Counting only lines that contain the word "trimmed", state the total for the listing below and nothing else.

• Material for the task:
BEGIN
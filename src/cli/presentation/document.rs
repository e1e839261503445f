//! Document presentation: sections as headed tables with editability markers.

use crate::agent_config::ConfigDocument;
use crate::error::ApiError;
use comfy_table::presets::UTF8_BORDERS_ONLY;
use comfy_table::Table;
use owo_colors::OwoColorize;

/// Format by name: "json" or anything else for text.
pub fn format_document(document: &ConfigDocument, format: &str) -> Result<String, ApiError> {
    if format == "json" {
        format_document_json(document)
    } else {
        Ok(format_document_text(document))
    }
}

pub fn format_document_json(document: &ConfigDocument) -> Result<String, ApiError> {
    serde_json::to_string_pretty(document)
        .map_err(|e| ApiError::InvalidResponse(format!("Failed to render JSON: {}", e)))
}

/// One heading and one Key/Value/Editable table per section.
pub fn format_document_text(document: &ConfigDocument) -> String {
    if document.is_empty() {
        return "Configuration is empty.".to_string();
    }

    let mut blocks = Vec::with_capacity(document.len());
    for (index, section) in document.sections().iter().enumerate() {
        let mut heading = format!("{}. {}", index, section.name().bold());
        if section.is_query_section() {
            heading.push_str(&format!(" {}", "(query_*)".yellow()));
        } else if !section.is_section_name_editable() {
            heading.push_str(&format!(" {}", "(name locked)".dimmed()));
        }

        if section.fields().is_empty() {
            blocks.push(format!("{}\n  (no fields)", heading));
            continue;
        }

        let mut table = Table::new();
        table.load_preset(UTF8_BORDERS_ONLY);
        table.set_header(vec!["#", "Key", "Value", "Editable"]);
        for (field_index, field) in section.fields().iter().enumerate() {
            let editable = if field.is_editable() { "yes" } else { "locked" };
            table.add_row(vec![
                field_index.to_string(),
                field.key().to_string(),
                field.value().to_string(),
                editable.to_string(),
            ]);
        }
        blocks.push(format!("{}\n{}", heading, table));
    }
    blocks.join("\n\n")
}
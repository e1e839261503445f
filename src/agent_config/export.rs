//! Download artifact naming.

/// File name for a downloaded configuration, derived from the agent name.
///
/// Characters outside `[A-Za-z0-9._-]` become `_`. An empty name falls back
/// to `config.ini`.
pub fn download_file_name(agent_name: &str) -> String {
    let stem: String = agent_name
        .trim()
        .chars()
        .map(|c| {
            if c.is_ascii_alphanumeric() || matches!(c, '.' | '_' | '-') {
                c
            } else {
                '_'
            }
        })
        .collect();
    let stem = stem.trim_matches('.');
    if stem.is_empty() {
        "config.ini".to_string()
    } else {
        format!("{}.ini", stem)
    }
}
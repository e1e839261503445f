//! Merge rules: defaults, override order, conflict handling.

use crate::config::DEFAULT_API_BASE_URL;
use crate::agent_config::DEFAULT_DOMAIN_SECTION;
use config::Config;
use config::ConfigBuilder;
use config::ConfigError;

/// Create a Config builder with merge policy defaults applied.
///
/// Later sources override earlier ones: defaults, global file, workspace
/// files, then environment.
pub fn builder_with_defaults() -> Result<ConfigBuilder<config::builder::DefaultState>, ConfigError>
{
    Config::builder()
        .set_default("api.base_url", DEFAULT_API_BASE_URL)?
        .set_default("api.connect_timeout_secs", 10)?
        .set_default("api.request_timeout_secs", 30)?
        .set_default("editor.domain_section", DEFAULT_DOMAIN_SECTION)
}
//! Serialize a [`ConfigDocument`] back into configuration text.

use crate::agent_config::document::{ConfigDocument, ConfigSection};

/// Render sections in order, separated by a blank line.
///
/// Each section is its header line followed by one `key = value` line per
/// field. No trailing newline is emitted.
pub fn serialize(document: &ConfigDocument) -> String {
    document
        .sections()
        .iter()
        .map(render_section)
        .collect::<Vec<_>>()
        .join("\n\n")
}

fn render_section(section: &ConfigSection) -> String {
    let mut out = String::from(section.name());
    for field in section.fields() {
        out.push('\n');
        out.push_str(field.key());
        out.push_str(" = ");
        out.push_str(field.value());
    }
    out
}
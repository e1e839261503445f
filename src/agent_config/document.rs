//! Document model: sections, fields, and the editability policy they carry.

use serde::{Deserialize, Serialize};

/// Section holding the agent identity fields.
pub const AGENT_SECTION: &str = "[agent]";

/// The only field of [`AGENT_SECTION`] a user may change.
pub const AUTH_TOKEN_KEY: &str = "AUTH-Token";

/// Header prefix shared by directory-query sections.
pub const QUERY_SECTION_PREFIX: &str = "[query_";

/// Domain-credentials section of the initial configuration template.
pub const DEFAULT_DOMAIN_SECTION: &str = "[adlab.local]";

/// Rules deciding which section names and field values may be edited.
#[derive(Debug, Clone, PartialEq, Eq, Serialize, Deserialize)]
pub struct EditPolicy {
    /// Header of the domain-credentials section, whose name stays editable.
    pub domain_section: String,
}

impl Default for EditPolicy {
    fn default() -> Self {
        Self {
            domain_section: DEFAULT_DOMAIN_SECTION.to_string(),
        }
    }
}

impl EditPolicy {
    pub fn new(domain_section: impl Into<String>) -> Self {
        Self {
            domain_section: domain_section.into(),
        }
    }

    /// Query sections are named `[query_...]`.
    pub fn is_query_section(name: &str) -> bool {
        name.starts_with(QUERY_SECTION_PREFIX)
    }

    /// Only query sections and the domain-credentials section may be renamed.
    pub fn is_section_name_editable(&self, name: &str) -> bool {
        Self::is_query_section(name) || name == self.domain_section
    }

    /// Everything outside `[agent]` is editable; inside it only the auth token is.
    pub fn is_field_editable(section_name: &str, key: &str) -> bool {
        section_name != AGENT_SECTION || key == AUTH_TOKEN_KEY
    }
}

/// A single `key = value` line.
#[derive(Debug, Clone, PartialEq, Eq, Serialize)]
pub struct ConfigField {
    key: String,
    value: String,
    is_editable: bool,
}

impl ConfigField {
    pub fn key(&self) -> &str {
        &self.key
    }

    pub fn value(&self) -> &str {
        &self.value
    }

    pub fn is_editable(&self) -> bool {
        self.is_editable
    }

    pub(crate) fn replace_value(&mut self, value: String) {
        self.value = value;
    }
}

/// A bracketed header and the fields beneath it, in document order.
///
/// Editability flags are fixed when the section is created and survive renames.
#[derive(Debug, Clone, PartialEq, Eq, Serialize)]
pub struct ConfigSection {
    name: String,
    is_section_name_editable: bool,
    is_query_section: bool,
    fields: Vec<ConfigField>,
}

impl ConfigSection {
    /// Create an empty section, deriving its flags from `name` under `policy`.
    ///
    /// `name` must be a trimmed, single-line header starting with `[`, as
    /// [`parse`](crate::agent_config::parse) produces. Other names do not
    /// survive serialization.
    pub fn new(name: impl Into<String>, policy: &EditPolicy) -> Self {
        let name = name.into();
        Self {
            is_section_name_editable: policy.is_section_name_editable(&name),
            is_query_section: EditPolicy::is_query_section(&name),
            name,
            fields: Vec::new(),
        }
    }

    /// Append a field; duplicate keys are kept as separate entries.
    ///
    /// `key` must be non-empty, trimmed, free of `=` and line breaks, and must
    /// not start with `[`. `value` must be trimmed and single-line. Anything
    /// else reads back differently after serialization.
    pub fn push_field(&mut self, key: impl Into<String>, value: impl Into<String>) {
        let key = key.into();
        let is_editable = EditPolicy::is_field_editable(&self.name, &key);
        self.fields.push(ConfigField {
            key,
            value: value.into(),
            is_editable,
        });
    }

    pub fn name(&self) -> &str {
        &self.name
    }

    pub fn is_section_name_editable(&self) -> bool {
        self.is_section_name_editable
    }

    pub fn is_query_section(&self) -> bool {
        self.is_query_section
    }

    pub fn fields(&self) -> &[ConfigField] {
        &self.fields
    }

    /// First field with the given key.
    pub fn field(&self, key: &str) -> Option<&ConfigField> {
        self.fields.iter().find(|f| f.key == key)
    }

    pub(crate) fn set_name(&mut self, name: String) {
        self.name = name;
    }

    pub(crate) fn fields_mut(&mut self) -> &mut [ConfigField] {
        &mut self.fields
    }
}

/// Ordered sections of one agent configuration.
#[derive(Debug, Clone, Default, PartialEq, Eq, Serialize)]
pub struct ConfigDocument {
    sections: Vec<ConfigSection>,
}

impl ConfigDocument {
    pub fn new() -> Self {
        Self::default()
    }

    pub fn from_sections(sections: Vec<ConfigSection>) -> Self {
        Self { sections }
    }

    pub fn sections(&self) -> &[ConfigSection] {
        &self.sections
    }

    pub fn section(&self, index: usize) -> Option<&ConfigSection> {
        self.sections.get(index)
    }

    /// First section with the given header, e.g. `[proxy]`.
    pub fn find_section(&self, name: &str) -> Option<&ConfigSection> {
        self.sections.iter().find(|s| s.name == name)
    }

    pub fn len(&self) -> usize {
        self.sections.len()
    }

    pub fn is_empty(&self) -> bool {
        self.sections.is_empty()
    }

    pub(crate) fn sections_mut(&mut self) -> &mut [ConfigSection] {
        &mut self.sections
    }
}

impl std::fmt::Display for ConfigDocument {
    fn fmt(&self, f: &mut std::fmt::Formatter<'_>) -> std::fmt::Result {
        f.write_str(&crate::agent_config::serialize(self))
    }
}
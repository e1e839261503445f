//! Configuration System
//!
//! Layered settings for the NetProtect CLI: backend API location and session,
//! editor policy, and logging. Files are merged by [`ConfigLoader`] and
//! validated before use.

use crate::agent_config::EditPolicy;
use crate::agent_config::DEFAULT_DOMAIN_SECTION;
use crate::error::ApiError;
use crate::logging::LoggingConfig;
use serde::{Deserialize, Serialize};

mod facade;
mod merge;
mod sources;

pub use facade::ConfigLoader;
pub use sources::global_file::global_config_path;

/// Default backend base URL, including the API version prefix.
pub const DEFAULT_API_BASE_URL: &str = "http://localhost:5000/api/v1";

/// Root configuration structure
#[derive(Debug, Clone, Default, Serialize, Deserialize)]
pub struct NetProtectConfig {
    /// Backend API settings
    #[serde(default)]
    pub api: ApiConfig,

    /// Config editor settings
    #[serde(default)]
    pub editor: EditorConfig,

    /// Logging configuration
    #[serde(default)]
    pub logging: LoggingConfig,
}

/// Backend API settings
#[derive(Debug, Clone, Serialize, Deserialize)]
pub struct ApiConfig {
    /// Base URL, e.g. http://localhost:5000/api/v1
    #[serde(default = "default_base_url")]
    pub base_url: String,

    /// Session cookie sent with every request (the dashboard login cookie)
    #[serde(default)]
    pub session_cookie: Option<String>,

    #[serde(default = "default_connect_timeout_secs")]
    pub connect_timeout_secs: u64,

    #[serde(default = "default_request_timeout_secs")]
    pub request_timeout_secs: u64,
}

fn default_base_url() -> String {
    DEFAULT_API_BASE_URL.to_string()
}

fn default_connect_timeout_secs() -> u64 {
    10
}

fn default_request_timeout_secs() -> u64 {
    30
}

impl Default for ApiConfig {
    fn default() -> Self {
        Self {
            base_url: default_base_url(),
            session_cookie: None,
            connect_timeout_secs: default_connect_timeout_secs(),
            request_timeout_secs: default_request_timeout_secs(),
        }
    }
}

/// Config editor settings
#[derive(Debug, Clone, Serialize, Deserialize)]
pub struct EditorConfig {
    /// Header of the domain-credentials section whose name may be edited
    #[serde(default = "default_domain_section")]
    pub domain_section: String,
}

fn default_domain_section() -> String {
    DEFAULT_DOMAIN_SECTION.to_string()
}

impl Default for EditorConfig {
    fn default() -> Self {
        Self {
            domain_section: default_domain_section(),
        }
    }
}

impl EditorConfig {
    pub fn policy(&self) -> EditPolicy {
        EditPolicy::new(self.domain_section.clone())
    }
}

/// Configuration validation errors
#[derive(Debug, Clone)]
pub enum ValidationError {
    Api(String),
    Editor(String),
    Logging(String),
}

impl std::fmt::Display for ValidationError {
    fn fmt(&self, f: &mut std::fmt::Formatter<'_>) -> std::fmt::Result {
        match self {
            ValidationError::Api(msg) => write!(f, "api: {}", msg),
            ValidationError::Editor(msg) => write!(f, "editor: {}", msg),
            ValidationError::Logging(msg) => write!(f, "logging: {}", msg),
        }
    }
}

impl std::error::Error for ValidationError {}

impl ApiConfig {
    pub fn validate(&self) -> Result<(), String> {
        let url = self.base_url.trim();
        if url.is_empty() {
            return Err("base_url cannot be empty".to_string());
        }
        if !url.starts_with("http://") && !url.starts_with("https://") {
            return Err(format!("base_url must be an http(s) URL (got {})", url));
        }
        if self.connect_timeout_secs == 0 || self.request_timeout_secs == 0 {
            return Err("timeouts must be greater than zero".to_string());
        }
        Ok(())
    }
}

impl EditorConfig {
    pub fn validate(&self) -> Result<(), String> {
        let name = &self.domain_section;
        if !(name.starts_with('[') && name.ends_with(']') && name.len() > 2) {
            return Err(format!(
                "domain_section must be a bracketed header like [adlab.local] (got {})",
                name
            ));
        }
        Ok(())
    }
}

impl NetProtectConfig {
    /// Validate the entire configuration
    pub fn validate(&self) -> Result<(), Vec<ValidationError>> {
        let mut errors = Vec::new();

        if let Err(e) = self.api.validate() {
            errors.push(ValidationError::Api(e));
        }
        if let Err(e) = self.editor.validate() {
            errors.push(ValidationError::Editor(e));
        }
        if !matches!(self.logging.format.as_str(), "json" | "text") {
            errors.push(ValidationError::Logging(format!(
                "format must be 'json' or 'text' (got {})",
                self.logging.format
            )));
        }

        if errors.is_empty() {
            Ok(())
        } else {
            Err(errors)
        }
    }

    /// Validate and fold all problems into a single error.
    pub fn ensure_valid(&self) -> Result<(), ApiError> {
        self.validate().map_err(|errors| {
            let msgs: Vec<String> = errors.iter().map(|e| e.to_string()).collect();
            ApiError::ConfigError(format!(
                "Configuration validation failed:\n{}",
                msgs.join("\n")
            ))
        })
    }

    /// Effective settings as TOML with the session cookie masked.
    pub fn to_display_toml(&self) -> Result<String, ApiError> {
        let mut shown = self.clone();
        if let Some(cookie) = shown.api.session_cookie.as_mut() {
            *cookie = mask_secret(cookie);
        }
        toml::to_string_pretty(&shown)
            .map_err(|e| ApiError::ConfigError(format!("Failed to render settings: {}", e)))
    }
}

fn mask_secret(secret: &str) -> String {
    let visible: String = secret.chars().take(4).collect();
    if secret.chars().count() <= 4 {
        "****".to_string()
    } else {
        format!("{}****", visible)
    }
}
END
• Output for this exercise: 3